____ Records provided

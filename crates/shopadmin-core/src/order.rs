//! Customer orders as seen by the admin.

use std::fmt;

use serde::{Deserialize, Serialize};

use crate::entity::EntityId;
use crate::error::{CoreError, Result};

/// Order status. Values the server sends that are not known here are kept
/// verbatim.
#[derive(Debug, Clone, PartialEq, Eq, Serialize, Deserialize)]
#[serde(from = "String", into = "String")]
pub enum OrderStatus {
    Pending,
    Fulfilled,
    Cancelled,
    Other(String),
}

impl OrderStatus {
    pub fn as_str(&self) -> &str {
        match self {
            Self::Pending => "pending",
            Self::Fulfilled => "fulfilled",
            Self::Cancelled => "cancelled",
            Self::Other(s) => s,
        }
    }

    /// Fulfilled and cancelled orders can no longer be changed.
    pub fn is_terminal(&self) -> bool {
        matches!(self, Self::Fulfilled | Self::Cancelled)
    }

    /// Check that an admin may move an order from `self` to `target`. Only an
    /// open order may change, and only to a terminal status.
    pub fn ensure_transition(&self, target: &OrderStatus) -> Result<()> {
        if self.is_terminal() || !target.is_terminal() {
            return Err(CoreError::invalid_transition(
                format!("mark order {target}"),
                format!("order is {self}"),
            ));
        }
        Ok(())
    }
}

impl From<String> for OrderStatus {
    fn from(value: String) -> Self {
        match value.to_ascii_lowercase().as_str() {
            "pending" => Self::Pending,
            "fulfilled" => Self::Fulfilled,
            "cancelled" => Self::Cancelled,
            _ => Self::Other(value),
        }
    }
}

impl From<OrderStatus> for String {
    fn from(value: OrderStatus) -> Self {
        match value {
            OrderStatus::Other(s) => s,
            known => known.as_str().to_string(),
        }
    }
}

impl fmt::Display for OrderStatus {
    fn fmt(&self, f: &mut fmt::Formatter<'_>) -> fmt::Result {
        f.write_str(self.as_str())
    }
}

#[derive(Debug, Clone, PartialEq, Serialize, Deserialize)]
#[serde(rename_all = "camelCase")]
pub struct OrderItem {
    pub id: EntityId,
    pub order_id: EntityId,
    pub product_version_size_id: EntityId,
    pub quantity: i64,
    pub price: f64,
    #[serde(default)]
    pub image: String,
    #[serde(default)]
    pub style: String,
    #[serde(default)]
    pub size: String,
    #[serde(default)]
    pub product_name: String,
}

impl OrderItem {
    pub fn line_total(&self) -> f64 {
        self.price * self.quantity as f64
    }
}

#[derive(Debug, Clone, PartialEq, Serialize, Deserialize)]
#[serde(rename_all = "camelCase")]
pub struct Order {
    pub id: EntityId,
    #[serde(default)]
    pub user_name: String,
    #[serde(default)]
    pub user_image: String,
    pub user_id: EntityId,
    pub status: OrderStatus,
    #[serde(default)]
    pub created_at: String,
    #[serde(default)]
    pub phone_number: String,
    #[serde(default)]
    pub payment_method: String,
    #[serde(default)]
    pub note: String,
    #[serde(default)]
    pub shipping_address: String,
    pub total_amount: f64,
    #[serde(default)]
    pub items: Vec<OrderItem>,
}

impl Order {
    pub fn items_total(&self) -> f64 {
        self.items.iter().map(OrderItem::line_total).sum()
    }

    pub fn item_count(&self) -> i64 {
        self.items.iter().map(|i| i.quantity).sum()
    }
}
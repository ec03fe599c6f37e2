use anyhow::Result;
use clap::Parser;
use colored::Colorize;

use shopadmin_cli::cli::{
    CategoryCommands, Cli, Commands, ConfigCommands, OrderCommands, ProductCommands, SizeCommands,
    UserCommands, VersionCommands,
};
use shopadmin_cli::client::ApiClient;
use shopadmin_cli::commands::{self, AppContext};
use shopadmin_cli::config::{self, ProfileConfig};
use shopadmin_cli::observability;
use shopadmin_cli::output::{print_error, print_success};

#[tokio::main]
async fn main() {
    if let Err(e) = dotenvy::dotenv()
        && !matches!(e, dotenvy::Error::Io(ref io_err) if io_err.kind() == std::io::ErrorKind::NotFound)
    {
        print_error(&format!("Failed to load .env: {e}"));
    }

    if let Err(e) = run().await {
        print_error(&format!("{e:#}"));
        std::process::exit(1);
    }
}

async fn run() -> Result<()> {
    let cli = Cli::parse();
    let profile_name = &cli.profile;
    let profile = config::load_profile(profile_name)?;

    observability::init_tracing_with_level(
        cli.log_level.as_deref().or(profile.log_level.as_deref()),
    );

    if let Commands::Config(args) = &cli.command {
        return match &args.command {
            ConfigCommands::Show => {
                show_config(profile_name, &profile);
                Ok(())
            }
            ConfigCommands::Set(set_args) => {
                let mut cfg = profile;
                cfg.set_key(&set_args.key, &set_args.value)?;
                config::save_profile(profile_name, &cfg)?;
                print_success(&format!("Set {} = {}", set_args.key, set_args.value));
                Ok(())
            }
        };
    }

    let server = config::resolve_server(cli.server.as_deref(), &profile);
    let format = cli
        .format
        .or_else(|| profile.output_format())
        .unwrap_or_default();
    tracing::debug!(%server, profile = %profile_name, "resolved server");
    let client = ApiClient::new(&server, profile.timeout())?;
    let ctx = AppContext::new(client, format, profile.page_size());

    match &cli.command {
        Commands::Product(args) => match &args.command {
            ProductCommands::List(a) => commands::product::list(&ctx, a).await?,
            ProductCommands::Create(a) => commands::product::create(&ctx, a).await?,
            ProductCommands::Edit(a) => commands::product::edit(&ctx, a).await?,
            ProductCommands::Delete(a) => commands::product::delete(&ctx, a).await?,
            ProductCommands::Versions(a) => commands::product::versions(&ctx, a.id).await?,
        },
        Commands::Version(args) => match &args.command {
            VersionCommands::Get(a) => commands::version::get(&ctx, a.id).await?,
            VersionCommands::Create(a) => commands::version::create(&ctx, a).await?,
            VersionCommands::Edit(a) => commands::version::edit(&ctx, a).await?,
            VersionCommands::Delete(a) => commands::version::delete(&ctx, a).await?,
        },
        Commands::Size(args) => match &args.command {
            SizeCommands::List => commands::size::list(&ctx).await?,
            SizeCommands::Create(a) => commands::size::create(&ctx, a).await?,
            SizeCommands::Update(a) => commands::size::update(&ctx, a).await?,
        },
        Commands::Category(args) => match &args.command {
            CategoryCommands::List => commands::category::list(&ctx).await?,
            CategoryCommands::Create(a) => commands::category::create(&ctx, a).await?,
            CategoryCommands::Update(a) => commands::category::update(&ctx, a).await?,
            CategoryCommands::Delete(a) => commands::category::delete(&ctx, a).await?,
            CategoryCommands::Products(a) => commands::category::products(&ctx, a).await?,
        },
        Commands::Order(args) => match &args.command {
            OrderCommands::List(a) => commands::order::list(&ctx, a).await?,
            OrderCommands::Fulfill(a) => commands::order::fulfill(&ctx, a.id).await?,
            OrderCommands::Cancel(a) => commands::order::cancel(&ctx, a).await?,
        },
        Commands::User(args) => match &args.command {
            UserCommands::List(a) => commands::user::list(&ctx, a).await?,
            UserCommands::Delete(a) => commands::user::delete(&ctx, a).await?,
        },
        Commands::Stats => commands::stats::show(&ctx).await?,
        Commands::Config(_) => {}
    }

    Ok(())
}

fn show_config(profile_name: &str, cfg: &ProfileConfig) {
    let unset = || "(not set)".to_string();
    println!("{}: {}", "Profile".cyan(), profile_name);
    println!(
        "{}: {}",
        "Server".cyan(),
        cfg.server.clone().unwrap_or_else(unset)
    );
    println!(
        "{}: {}",
        "Format".cyan(),
        cfg.format.clone().unwrap_or_else(|| "table".to_string())
    );
    println!("{}: {}", "Page size".cyan(), cfg.page_size());
    println!("{}: {}s", "Timeout".cyan(), cfg.timeout().as_secs());
    println!(
        "{}: {}",
        "Log level".cyan(),
        cfg.log_level.clone().unwrap_or_else(unset)
    );
}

________

#### What to do:
Beginning with the line holding "Commands::User(args) => match" and ending with the line holding "let unset = ||", write out the stretch of material above exactly; add no further lines.

#### Worked solution:
        Commands::User(args) => match &args.command {
            UserCommands::List(a) => commands::user::list(&ctx, a).await?,
            UserCommands::Delete(a) => commands::user::delete(&ctx, a).await?,
        },
        Commands::Stats => commands::stats::show(&ctx).await?,
        Commands::Config(_) => {}
    }

    Ok(())
}

fn show_config(profile_name: &str, cfg: &ProfileConfig) {
    let unset = || "(not set)".to_string();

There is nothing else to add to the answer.